Foundational but not blocking the MVP demo. Land before you have users who'd be hurt by bugs.

- [ ] **Identity vs node model** — user key signing device keys; affects ACLs, DNS, invites
- [ ] **Key rotation + revocation** — signed revocation lists / DHT tombstones
- [ ] **ACL merge semantics** — resolve concurrent edits (CRDT or signed monotonic log),
  not last-writer-wins
- [ ] **DHT threat model** — signed records, Sybil/eclipse/poisoning resistance, rendezvous
  fallback when the DHT degrades (this is your biggest new attack surface)

---

## Tier 4 — Hardening (DEMOTED — after the protocol stops moving)

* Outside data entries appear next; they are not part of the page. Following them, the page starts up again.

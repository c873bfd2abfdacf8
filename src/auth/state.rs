//! Authentication state trait.

use crate::jwt::TokenKeys;

/// Trait for state types that expose the token keys, so the auth
/// extractor works against any router state.
pub trait HasAuthState {
    fn keys(&self) -> &TokenKeys;
}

- [ ] **Automated e2e test pyramid (CI-gating)** — currently the only e2e scenarios are
  manual Scaleway runs, absent from CI. Two new tiers:
  - **Tier 1 — mock-TUN data-path tests** (`cargo test`, deterministic, no root): thin
    `TunRead`/`TunWrite` trait seam in `src/tun.rs` so the real `forward.rs` path can be
    driven with injected packets + a fake `PeerTable`. Asserts routing (v4/v6), firewall
    enforcement (deny/whitelist/network-scoped), oversized drops, conntrack return traffic.
  - **Tier 2 — Docker e2e** (`ubuntu-latest`, `--cap-add NET_ADMIN,NET_RAW --device
    /dev/net/tun`): each node a container on a user-defined bridge (auto-NAT egress so real
    pkarr/relay work; mDNS direct-connect over the bridge). `docker exec` swaps in for the
    Scaleway `ssh` transport in `tests/lib/common.sh`. Scenarios: port device-cert +
    connect, plus coordinator-offline reconnect, multi-homed + per-net firewall, and
    leave/nuke/rename convergence. Reliability rule: no `sleep` asserts — poll real
    end-state (`ray status --json`); wrap the one external step (`join`'s pkarr lookup) in
    bounded retries.
  - **Rejected:** mocking the iroh transport (no loopback in iroh 1.0.0; ~2-3wk fragile
    custom transport that *hides* the real connection — the thing most worth testing).
  - Full design: `~/.claude/plans/let-s-brainstorm-how-it-playful-ladybug.md`
- [ ] **Deterministic network simulator (TigerBeetle-style VOPR)**
  - Premature as a *next* item: multi-month sink to harden a committed protocol
  - For now: targeted tests for the one thing you doubt — membership/ACL convergence
    under partition — and move on
  - Full VOPR (partitions, churn, split-brain, race conditions) once the protocol is stable

---

## Tier 5 — Social product (SEPARATE PRODUCT — build ON rayfish, not IN it)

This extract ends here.